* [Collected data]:

◇ ◇ ◇ ◇ ◇

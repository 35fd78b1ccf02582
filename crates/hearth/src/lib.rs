//! # Hearth - theme presets and display preferences
//!
//! Hearth keeps one session's display preferences: which theme preset is
//! active, and whether dark mode, high contrast and reduced motion are on.
//!
//! ## Resolution
//!
//! Preferences come from three places:
//!
//! 1. **Stored overrides**: values the user set explicitly, read from a
//!    [`PreferenceStore`] under fixed keys (`baking-theme`,
//!    `baking-dark-mode`, ...). An absent key means "not overridden".
//! 2. **Detected host preferences**: queried once from a
//!    [`SystemDetector`] when the manager is built.
//! 3. **Built-in defaults**: the `classic` preset.
//!
//! Each field is resolved on its own. An override always wins over
//! detection, even when the host setting changes later; a field without an
//! override follows the host. A stored theme key that no longer names a
//! registered preset is dropped in favor of the default.
//!
//! ## Example
//!
//! ```rust
//! use hearth::{
//!     FixedDetector, MemoryStore, Stylesheet, SystemChange, SystemPreferences, ThemeConfig,
//!     ThemeManager,
//! };
//!
//! let store = MemoryStore::new().with_entry("baking-dark-mode", "false");
//! let detector = FixedDetector(SystemPreferences { dark_mode: true, ..Default::default() });
//! let mut manager =
//!     ThemeManager::new(ThemeConfig::new(), store, &detector, Stylesheet::new().unwrap()).unwrap();
//!
//! // The stored "false" is an explicit choice and beats the host.
//! assert!(!manager.state().dark_mode);
//!
//! // Contrast has no override, so host changes are followed.
//! assert!(manager.handle_system_change(SystemChange::HighContrast(true)));
//! assert!(manager.target().css().contains("high-contrast"));
//! ```
//!
//! ## Modules
//!
//! - [`preset`]: [`ThemePreset`], [`Palette`] and the [`PresetRegistry`]
//! - [`prefs`]: the state, override record and storage key types
//! - [`store`]: [`PreferenceStore`] with memory and JSON file backends
//! - [`detect`]: [`SystemDetector`] and the OS detector
//! - [`mod@resolve`]: the per-field merge
//! - [`mod@apply`]: presentation output and [`ThemeTarget`] sinks
//! - [`manager`]: [`ThemeManager`], mutators and subscriptions
//! - [`config`]: [`ThemeConfig`] and the [`ThemeExport`] document

pub mod apply;
pub mod config;
pub mod detect;
pub mod error;
pub mod manager;
pub mod prefs;
pub mod preset;
pub mod preview;
pub mod resolve;
pub mod store;
mod util;

pub use apply::{
    apply, color_variable, theme_flag, AppliedTheme, Document, Stylesheet, ThemeTarget,
    ThemeVariable, DARK_MODE_FLAG, HIGH_CONTRAST_FLAG, REDUCED_MOTION_FLAG,
};
pub use config::{ExportedPreferences, ThemeConfig, ThemeExport};
pub use detect::{
    accessibility_from_env, FixedDetector, OsDetector, SystemDetector, CONTRAST_ENV,
    REDUCED_MOTION_ENV,
};
pub use error::{StoreError, ThemeError};
pub use manager::{SubscriptionId, ThemeChangeEvent, ThemeInfo, ThemeManager};
pub use prefs::{
    PersistedRecord, PreferenceField, PreferenceState, StorageKeys, SystemChange,
    SystemPreferences, DEFAULT_STORAGE_PREFIX,
};
pub use preset::{Palette, PresetRegistry, ThemePreset, DEFAULT_THEME};
pub use preview::{preview_registry, swatches};
pub use resolve::{discard_unregistered_theme, resolve};
pub use store::{FileStore, MemoryStore, PreferenceStore};
pub use util::{pad_to_width, parse_hex_color, rgb_to_ansi256};
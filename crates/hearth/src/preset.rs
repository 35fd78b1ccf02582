//! Theme presets and the registry that holds them.
//!
//! A [`ThemePreset`] is a named bundle of display colors. Presets live in a
//! [`PresetRegistry`], which keeps them in registration order so selectors
//! list them predictably. Registering a key that already exists replaces
//! the earlier preset in place.

use std::fmt;

use once_cell::sync::Lazy;
use serde::de::{MapAccess, Visitor};
use serde::ser::SerializeMap;
use serde::{Deserialize, Deserializer, Serialize, Serializer};

use crate::error::ThemeError;
use crate::util::parse_hex_color;

/// Key of the preset used when nothing else resolves.
pub const DEFAULT_THEME: &str = "classic";

/// An ordered set of named color values.
///
/// Serializes as a map (`{"primary": "#DE6005", ...}`) while keeping the
/// insertion order, which `BTreeMap` would lose.
#[derive(Debug, Clone, Default, PartialEq, Eq)]
pub struct Palette {
    entries: Vec<(String, String)>,
}

impl Palette {
    pub fn new() -> Self {
        Self::default()
    }

    /// Adds a named color, returning the palette for chaining.
    ///
    /// Re-adding a name overwrites its value without moving it.
    pub fn with(mut self, name: &str, value: &str) -> Self {
        self.set(name, value);
        self
    }

    pub fn set(&mut self, name: &str, value: &str) {
        match self.entries.iter_mut().find(|(n, _)| n == name) {
            Some(entry) => entry.1 = value.to_string(),
            None => self.entries.push((name.to_string(), value.to_string())),
        }
    }

    pub fn get(&self, name: &str) -> Option<&str> {
        self.entries
            .iter()
            .find(|(n, _)| n == name)
            .map(|(_, v)| v.as_str())
    }

    pub fn iter(&self) -> impl Iterator<Item = (&str, &str)> {
        self.entries.iter().map(|(n, v)| (n.as_str(), v.as_str()))
    }

    pub fn len(&self) -> usize {
        self.entries.len()
    }

    pub fn is_empty(&self) -> bool {
        self.entries.is_empty()
    }
}

impl Serialize for Palette {
    fn serialize<S: Serializer>(&self, serializer: S) -> Result<S::Ok, S::Error> {
        let mut map = serializer.serialize_map(Some(self.entries.len()))?;
        for (name, value) in &self.entries {
            map.serialize_entry(name, value)?;
        }
        map.end()
    }
}

impl<'de> Deserialize<'de> for Palette {
    fn deserialize<D: Deserializer<'de>>(deserializer: D) -> Result<Self, D::Error> {
        struct PaletteVisitor;

        impl<'de> Visitor<'de> for PaletteVisitor {
            type Value = Palette;

            fn expecting(&self, f: &mut fmt::Formatter<'_>) -> fmt::Result {
                f.write_str("a map of color names to color values")
            }

            fn visit_map<A: MapAccess<'de>>(self, mut access: A) -> Result<Palette, A::Error> {
                let mut palette = Palette::new();
                while let Some((name, value)) = access.next_entry::<String, String>()? {
                    palette.set(&name, &value);
                }
                Ok(palette)
            }
        }

        deserializer.deserialize_map(PaletteVisitor)
    }
}

/// A named theme: display metadata plus its color palette.
///
/// # Example
///
/// ```rust
/// use hearth::{Palette, ThemePreset};
///
/// let preset = ThemePreset::new("dusk", "Dusk")
///     .description("Muted purples for late shifts")
///     .colors(Palette::new().with("primary", "#5B4B8A").with("accent", "#7E6BC4"));
///
/// assert!(preset.validate().is_ok());
/// assert_eq!(preset.colors.get("primary"), Some("#5B4B8A"));
/// ```
#[derive(Debug, Clone, PartialEq, Eq, Serialize, Deserialize)]
pub struct ThemePreset {
    #[serde(skip)]
    pub key: String,
    pub name: String,
    #[serde(default)]
    pub description: String,
    #[serde(default)]
    pub colors: Palette,
}

impl ThemePreset {
    pub fn new(key: &str, name: &str) -> Self {
        Self {
            key: key.to_string(),
            name: name.to_string(),
            description: String::new(),
            colors: Palette::new(),
        }
    }

    pub fn description(mut self, description: &str) -> Self {
        self.description = description.to_string();
        self
    }

    pub fn colors(mut self, colors: Palette) -> Self {
        self.colors = colors;
        self
    }

    /// Checks that the preset can be registered.
    ///
    /// The key and display name must be non-empty and every color must be a
    /// `#RGB` or `#RRGGBB` hex value.
    pub fn validate(&self) -> Result<(), ThemeError> {
        let invalid = |reason: String| ThemeError::InvalidPreset {
            key: self.key.clone(),
            reason,
        };

        if self.key.trim().is_empty() {
            return Err(invalid("key is empty".to_string()));
        }
        if self.name.trim().is_empty() {
            return Err(invalid("display name is empty".to_string()));
        }
        for (name, value) in self.colors.iter() {
            if parse_hex_color(value).is_none() {
                return Err(invalid(format!(
                    "color '{}' has non-hex value '{}'",
                    name, value
                )));
            }
        }
        Ok(())
    }
}

static BUILTIN_PRESETS: Lazy<Vec<ThemePreset>> = Lazy::new(|| {
    vec![
        ThemePreset::new("classic", "经典烘焙")
            .description("温暖的橙棕色调，营造传统烘焙氛围")
            .colors(
                Palette::new()
                    .with("primary", "#DE6005")
                    .with("secondary", "#D97706")
                    .with("accent", "#B26018"),
            ),
        ThemePreset::new("modern", "现代简约")
            .description("清新的蓝紫色调，现代简洁设计")
            .colors(
                Palette::new()
                    .with("primary", "#6B73FF")
                    .with("secondary", "#9BA3FF")
                    .with("accent", "#5A61E6"),
            ),
        ThemePreset::new("natural", "温馨自然")
            .description("清新的绿色调，自然温馨感受")
            .colors(
                Palette::new()
                    .with("primary", "#8FBC8F")
                    .with("secondary", "#B8D4B8")
                    .with("accent", "#7AA67A"),
            ),
    ]
});

/// Insertion-ordered collection of presets keyed by name.
///
/// A registry always holds at least its default preset, so resolution
/// never comes up empty.
#[derive(Debug, Clone)]
pub struct PresetRegistry {
    presets: Vec<ThemePreset>,
    default_index: usize,
}

impl PresetRegistry {
    /// Creates a registry holding only `preset`, which becomes the default.
    pub fn with_default(preset: ThemePreset) -> Self {
        Self {
            presets: vec![preset],
            default_index: 0,
        }
    }

    /// Creates a registry holding the built-in presets.
    pub fn builtin() -> Self {
        let presets = BUILTIN_PRESETS.clone();
        let default_index = presets
            .iter()
            .position(|p| p.key == DEFAULT_THEME)
            .unwrap_or(0);
        Self {
            presets,
            default_index,
        }
    }

    /// Changes the fallback key. Ignored if the key is not registered.
    pub fn set_default(&mut self, key: &str) -> bool {
        match self.presets.iter().position(|p| p.key == key) {
            Some(index) => {
                self.default_index = index;
                true
            }
            None => false,
        }
    }

    /// The key substituted for missing or unregistered theme selections.
    pub fn default_key(&self) -> &str {
        &self.default_preset().key
    }

    pub fn default_preset(&self) -> &ThemePreset {
        &self.presets[self.default_index]
    }

    /// The preset registered under `key`, or the default preset.
    pub fn get_or_default(&self, key: &str) -> &ThemePreset {
        self.get(key).unwrap_or_else(|| self.default_preset())
    }

    /// Registers a preset. An existing preset with the same key is replaced.
    pub fn insert(&mut self, preset: ThemePreset) {
        match self.presets.iter_mut().find(|p| p.key == preset.key) {
            Some(existing) => *existing = preset,
            None => self.presets.push(preset),
        }
    }

    pub fn get(&self, key: &str) -> Option<&ThemePreset> {
        self.presets.iter().find(|p| p.key == key)
    }

    pub fn contains(&self, key: &str) -> bool {
        self.get(key).is_some()
    }

    pub fn keys(&self) -> impl Iterator<Item = &str> {
        self.presets.iter().map(|p| p.key.as_str())
    }

    pub fn iter(&self) -> impl Iterator<Item = &ThemePreset> {
        self.presets.iter()
    }

    pub fn len(&self) -> usize {
        self.presets.len()
    }

    pub fn is_empty(&self) -> bool {
        self.presets.is_empty()
    }
}

impl Default for PresetRegistry {
    fn default() -> Self {
        Self::builtin()
    }
}

#[cfg(test)]
mod tests {
    use super::*;

    #[test]
    fn test_builtin_order_and_default() {
        let registry = PresetRegistry::builtin();
        let keys: Vec<_> = registry.keys().collect();
        assert_eq!(keys, vec!["classic", "modern", "natural"]);
        assert_eq!(registry.default_key(), "classic");
    }

    #[test]
    fn test_builtin_classic_colors() {
        let registry = PresetRegistry::builtin();
        let classic = registry.get("classic").unwrap();
        let colors: Vec<_> = classic.colors.iter().collect();
        assert_eq!(
            colors,
            vec![
                ("primary", "#DE6005"),
                ("secondary", "#D97706"),
                ("accent", "#B26018")
            ]
        );
    }

    #[test]
    fn test_insert_replaces_in_place() {
        let mut registry = PresetRegistry::builtin();
        registry.insert(ThemePreset::new("modern", "Modern v2"));

        assert_eq!(registry.len(), 3);
        assert_eq!(registry.get("modern").unwrap().name, "Modern v2");
        let keys: Vec<_> = registry.keys().collect();
        assert_eq!(keys[1], "modern");
    }

    #[test]
    fn test_insert_appends_new_key() {
        let mut registry = PresetRegistry::builtin();
        registry.insert(ThemePreset::new("dusk", "Dusk"));
        assert_eq!(registry.keys().last(), Some("dusk"));
    }

    #[test]
    fn test_set_default_requires_registered_key() {
        let mut registry = PresetRegistry::builtin();
        assert!(!registry.set_default("ghost-theme"));
        assert_eq!(registry.default_key(), "classic");
        assert!(registry.set_default("natural"));
        assert_eq!(registry.default_key(), "natural");
    }

    #[test]
    fn test_default_survives_replacement() {
        let mut registry = PresetRegistry::with_default(ThemePreset::new("ink", "Ink"));
        registry.insert(ThemePreset::new("paper", "Paper"));
        registry.insert(ThemePreset::new("ink", "Ink v2"));

        assert_eq!(registry.default_key(), "ink");
        assert_eq!(registry.default_preset().name, "Ink v2");
        assert_eq!(registry.get_or_default("ghost-theme").key, "ink");
        assert_eq!(registry.get_or_default("paper").key, "paper");
    }

    #[test]
    fn test_validate_rejects_empty_key() {
        let preset = ThemePreset::new("  ", "Blank");
        assert!(matches!(
            preset.validate(),
            Err(ThemeError::InvalidPreset { .. })
        ));
    }

    #[test]
    fn test_validate_rejects_named_color() {
        let preset = ThemePreset::new("warm", "Warm")
            .colors(Palette::new().with("primary", "orange"));
        let err = preset.validate().unwrap_err();
        assert!(err.to_string().contains("orange"));
    }

    #[test]
    fn test_palette_set_keeps_position() {
        let palette = Palette::new()
            .with("primary", "#111111")
            .with("accent", "#222222")
            .with("primary", "#333333");
        let names: Vec<_> = palette.iter().map(|(n, _)| n).collect();
        assert_eq!(names, vec!["primary", "accent"]);
        assert_eq!(palette.get("primary"), Some("#333333"));
    }

    #[test]
    fn test_palette_serde_preserves_order() {
        let palette = Palette::new()
            .with("secondary", "#D97706")
            .with("primary", "#DE6005");
        let json = serde_json::to_string(&palette).unwrap();
        assert_eq!(json, r##"{"secondary":"#D97706","primary":"#DE6005"}"##);

        let back: Palette = serde_json::from_str(&json).unwrap();
        assert_eq!(back, palette);
    }
}
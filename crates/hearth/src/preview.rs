//! Terminal previews of presets.

use console::Style;

use crate::preset::{PresetRegistry, ThemePreset};
use crate::util::{pad_to_width, parse_hex_color, rgb_to_ansi256};

/// Renders a block of colored cells for every palette entry.
///
/// Colors that do not parse are shown as `?`. With `use_color` off the
/// cells are plain text, which keeps output stable for pipes and tests.
pub fn swatches(preset: &ThemePreset, use_color: bool) -> String {
    preset
        .colors
        .iter()
        .map(|(_, value)| match parse_hex_color(value) {
            Some(rgb) => Style::new()
                .on_color256(rgb_to_ansi256(rgb))
                .force_styling(use_color)
                .apply_to("  ")
                .to_string(),
            None => "? ".to_string(),
        })
        .collect()
}

/// Renders one line per preset: marker, key, display name, swatches and
/// description.
///
/// Keys and names are padded by display width so wide characters align.
///
/// # Example
///
/// ```rust
/// use hearth::{preview_registry, PresetRegistry};
///
/// let text = preview_registry(&PresetRegistry::builtin(), "modern", false);
/// let lines: Vec<_> = text.lines().collect();
/// assert_eq!(lines.len(), 3);
/// assert!(lines[1].starts_with("* modern"));
/// ```
pub fn preview_registry(registry: &PresetRegistry, active: &str, use_color: bool) -> String {
    use unicode_width::UnicodeWidthStr;

    let key_width = registry.keys().map(|k| k.width()).max().unwrap_or(0);
    let name_width = registry.iter().map(|p| p.name.width()).max().unwrap_or(0);
    let highlight = Style::new().bold().force_styling(use_color);
    let muted = Style::new().dim().force_styling(use_color);

    let mut out = String::new();
    for preset in registry.iter() {
        let marker = if preset.key == active { "*" } else { " " };
        let key = pad_to_width(&preset.key, key_width);
        let key = if preset.key == active {
            highlight.apply_to(key).to_string()
        } else {
            key
        };
        out.push_str(&format!(
            "{} {}  {}  {} {}\n",
            marker,
            key,
            pad_to_width(&preset.name, name_width),
            swatches(preset, use_color),
            muted.apply_to(&preset.description),
        ));
    }
    out
}
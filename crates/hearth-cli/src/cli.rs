//! Command-line arguments.

use std::path::PathBuf;

use clap::{Parser, Subcommand, ValueEnum};
use hearth::DEFAULT_STORAGE_PREFIX;
use tracing::Level;

/// Inspect and change display preferences.
#[derive(Debug, Parser)]
#[command(name = "hearth", version, about)]
pub struct Cli {
    /// Preference file to read and write.
    #[arg(long, global = true, env = "HEARTH_STORE", default_value = "hearth-prefs.json")]
    pub store: PathBuf,

    /// Namespace prefix for the stored keys.
    #[arg(long, global = true, default_value = DEFAULT_STORAGE_PREFIX)]
    pub prefix: String,

    /// Increase log verbosity (-v info, -vv debug).
    #[arg(short, long, global = true, action = clap::ArgAction::Count)]
    pub verbose: u8,

    #[command(subcommand)]
    pub command: Command,
}

#[derive(Debug, Subcommand, PartialEq, Eq)]
pub enum Command {
    /// Show the active theme and flags.
    Show,
    /// List the available presets.
    List,
    /// Switch to a preset.
    Set {
        /// Preset key, e.g. `classic`.
        key: String,
    },
    /// Flip one of the display flags.
    Toggle {
        #[arg(value_enum)]
        flag: Flag,
    },
    /// Restore the default theme with every flag off.
    Reset,
    /// Print the stylesheet for the active preferences.
    Css,
    /// Print the presets and preferences as a document.
    Export {
        #[arg(long, value_enum, default_value_t = Format::Json)]
        format: Format,
    },
    /// Merge presets and preferences from a document.
    Import {
        /// A `.json`, `.yaml` or `.yml` file.
        file: PathBuf,
    },
}

#[derive(Debug, Clone, Copy, PartialEq, Eq, ValueEnum)]
pub enum Flag {
    Dark,
    Contrast,
    Motion,
}

#[derive(Debug, Clone, Copy, PartialEq, Eq, ValueEnum)]
pub enum Format {
    Json,
    Yaml,
}

impl Cli {
    /// Maximum log level for the requested verbosity.
    pub fn log_level(&self) -> Level {
        match self.verbose {
            0 => Level::WARN,
            1 => Level::INFO,
            _ => Level::DEBUG,
        }
    }
}

#[cfg(test)]
mod tests {
    use super::*;
    use clap::CommandFactory;

    #[test]
    fn test_cli_is_well_formed() {
        Cli::command().debug_assert();
    }

    #[test]
    fn test_parse_toggle() {
        let cli = Cli::try_parse_from(["hearth", "toggle", "contrast"]).unwrap();
        assert_eq!(
            cli.command,
            Command::Toggle {
                flag: Flag::Contrast
            }
        );
        assert_eq!(cli.prefix, "baking");
    }

    #[test]
    fn test_parse_global_flags_after_subcommand() {
        let cli = Cli::try_parse_from([
            "hearth", "set", "modern", "--store", "/tmp/p.json", "--prefix", "ledger", "-vv",
        ])
        .unwrap();
        assert_eq!(cli.store, PathBuf::from("/tmp/p.json"));
        assert_eq!(cli.prefix, "ledger");
        assert_eq!(cli.log_level(), Level::DEBUG);
    }

    #[test]
    fn test_parse_export_format() {
        let cli = Cli::try_parse_from(["hearth", "export", "--format", "yaml"]).unwrap();
        assert_eq!(
            cli.command,
            Command::Export {
                format: Format::Yaml
            }
        );
    }

    #[test]
    fn test_rejects_unknown_flag() {
        assert!(Cli::try_parse_from(["hearth", "toggle", "sparkles"]).is_err());
    }
}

◇ ◇ ◇ ◇ ◇

* [What is needed]: Only the lines from the start of the data to the line holding "always wins over" are wanted; return them exactly, both ends included.

* [Answer to the problem]:
repository 35fd78b1ccf02582
filename crates/hearth/src/lib.rs
//! # Hearth - theme presets and display preferences
//!
//! Hearth keeps one session's display preferences: which theme preset is
//! active, and whether dark mode, high contrast and reduced motion are on.
//!
//! ## Resolution
//!
//! Preferences come from three places:
//!
//! 1. **Stored overrides**: values the user set explicitly, read from a
//!    [`PreferenceStore`] under fixed keys (`baking-theme`,
//!    `baking-dark-mode`, ...). An absent key means "not overridden".
//! 2. **Detected host preferences**: queried once from a
//!    [`SystemDetector`] when the manager is built.
//! 3. **Built-in defaults**: the `classic` preset.
//!
//! Each field is resolved on its own. An override always wins over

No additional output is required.